There are more than 4,000 different species of cockroaches in the world, and many of them, although not all, constantly invade our homes and workplaces. No matter how hard we try, we can’t get rid of them. In fact, cockroaches are true pros of survival , especially when it comes to interiors. They hide in pipes, behind baseboards, in false ceilings or inside forgotten and moldy drawers. But their story didn’t start that way.
Now, a new study led by researchers at Boston University and published in PNAS (Proceedings of the National Academy of Sciences) has used genetics to trace the distribution of cockroaches around the world, from Southeast Asia to Europe, the Americas and beyond. The work covers thousands of years of cockroach history, and suggests that the insect may have spread across the planet by connecting with another species: our species.
Swedish biologist Carl Linnaeus was the first scientist to describe cockroaches, which he called cockroaches, in 1776. Blattella germanica. “But they did not originate there – explains Qian Tang, an evolutionary biologist at Harvard University in Boston and the first signatory of the article – although they were domesticated there, and then began to spread throughout the world.

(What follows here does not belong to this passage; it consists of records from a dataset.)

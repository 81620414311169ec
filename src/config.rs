//! Runtime configuration.
//!
//! Artifact locations come from environment variables, falling back to
//! file names in the working directory.

use std::path::PathBuf;

pub const MODEL_PATH_VAR: &str = "WATER_MODEL_PATH";
pub const SCALER_PATH_VAR: &str = "WATER_SCALER_PATH";
pub const FEATURE_TABLE_VAR: &str = "WATER_FEATURE_TABLE";

const DEFAULT_MODEL: &str = "model_svm.json";
const DEFAULT_SCALER: &str = "scaler.json";
const DEFAULT_FEATURE_TABLE: &str = "water_potability.csv";

/// Where the startup artifacts live.
#[derive(Debug, Clone, PartialEq, Eq)]
pub struct AppConfig {
    /// Exported classifier (JSON). Required.
    pub model_path: PathBuf,
    /// Persisted scaler (JSON). Preferred when present.
    pub scaler_path: PathBuf,
    /// Historical feature table (CSV), used to fit the scaler otherwise.
    pub feature_table_path: PathBuf,
}

/// How the scaler will be obtained at startup.
#[derive(Debug, Clone, PartialEq, Eq)]
pub enum ScalerSource {
    Persisted(PathBuf),
    FitFromTable(PathBuf),
}

impl ScalerSource {
    /// Short label for the top bar.
    pub fn describe(&self) -> &'static str {
        match self {
            ScalerSource::Persisted(_) => "persisted scaler",
            ScalerSource::FitFromTable(_) => "scaler fitted at startup",
        }
    }
}

impl AppConfig {
    /// Read the process environment.
    pub fn from_env() -> Self {
        Self::from_lookup(|key| std::env::var(key).ok())
    }

    /// Build from any key lookup; blank values count as unset.
    pub fn from_lookup(lookup: impl Fn(&str) -> Option<String>) -> Self {
        let get = |key: &str, default: &str| {
            lookup(key)
                .filter(|v| !v.trim().is_empty())
                .map_or_else(|| PathBuf::from(default), PathBuf::from)
        };
        Self {
            model_path: get(MODEL_PATH_VAR, DEFAULT_MODEL),
            scaler_path: get(SCALER_PATH_VAR, DEFAULT_SCALER),
            feature_table_path: get(FEATURE_TABLE_VAR, DEFAULT_FEATURE_TABLE),
        }
    }

    /// Persisted scaler if the file exists, otherwise the feature table if
    /// that exists, otherwise `None`.
    pub fn scaler_source(&self) -> Option<ScalerSource> {
        if self.scaler_path.is_file() {
            Some(ScalerSource::Persisted(self.scaler_path.clone()))
        } else if self.feature_table_path.is_file() {
            Some(ScalerSource::FitFromTable(self.feature_table_path.clone()))
        } else {
            None
        }
    }
}

impl Default for AppConfig {
    fn default() -> Self {
        Self::from_lookup(|_| None)
    }
}

#[cfg(test)]
mod tests {
    use std::collections::HashMap;

    use super::*;
    use tempfile::tempdir;

    #[test]
    fn defaults() {
        let cfg = AppConfig::default();
        assert_eq!(cfg.model_path, PathBuf::from("model_svm.json"));
        assert_eq!(cfg.scaler_path, PathBuf::from("scaler.json"));
        assert_eq!(cfg.feature_table_path, PathBuf::from("water_potability.csv"));
    }

    #[test]
    fn overrides_and_blank_values() {
        let vars: HashMap<&str, &str> = [
            (MODEL_PATH_VAR, "/srv/models/svm.json"),
            (SCALER_PATH_VAR, "   "),
        ]
        .into_iter()
        .collect();
        let cfg = AppConfig::from_lookup(|k| vars.get(k).map(|v| v.to_string()));
        assert_eq!(cfg.model_path, PathBuf::from("/srv/models/svm.json"));
        assert_eq!(cfg.scaler_path, PathBuf::from("scaler.json"));
    }

    #[test]
    fn scaler_source_prefers_persisted() {
        let dir = tempdir().unwrap();
        let cfg = AppConfig {
            model_path: dir.path().join("model.json"),
            scaler_path: dir.path().join("scaler.json"),
            feature_table_path: dir.path().join("table.csv"),
        };
        assert_eq!(cfg.scaler_source(), None);

        std::fs::write(&cfg.feature_table_path, "ph\n").unwrap();
        assert_eq!(
            cfg.scaler_source(),
            Some(ScalerSource::FitFromTable(cfg.feature_table_path.clone()))
        );

        std::fs::write(&cfg.scaler_path, "{}").unwrap();
        let source = cfg.scaler_source().unwrap();
        assert_eq!(source, ScalerSource::Persisted(cfg.scaler_path.clone()));
        assert_eq!(source.describe(), "persisted scaler");
    }
}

Tang and his colleagues analysed the genes of more than 280 cockroaches from 17 countries and six continents, using the similarities and differences between their genomes to estimate when and where different populations may have established themselves. In this way, they confirmed that the so-called ‘German cockroach’, a species that can be found everywhere today, actually originated in Southeast Asia and probably evolved from the Asian cockroach about 2,100 years ago.
Later, about 1,200 years ago and accompanying humans on their commercial and military routes, B. germanica moved from the West to the Middle East. And it is possible that it also hid on the Dutch and British trade routes from the East Indies to reach Europe about 390 years ago, in the middle of the colonial period, according to scientific reconstructions and historical records.
Once here, cockroaches immediately began to benefit from inventions such as the steam engine, which allowed them to travel to new and distant areas, and from indoor plumbing in buildings, which allowed them to live comfortably even in very cold climates. In this way cockroaches became accustomed to living indoors, where they are most commonly found today.
According to the study, the success of German cockroaches is attributed to their extraordinary adaptability. In fact, they are difficult to keep away because they are able to evolve very quickly to resist all kinds of poisons and pesticides and even the intense radiation that follows a nuclear explosion.
Cockroaches have no problem adapting to highly modified environments such as human cities. In addition, they have a short reproductive cycle and are exceptionally opportunistic, taking advantage of any place to live or traveling in trucks, planes and boats and thus spreading everywhere. In short, a perfect combination of ingredients to make a species extremely successful in the ‘human’ world.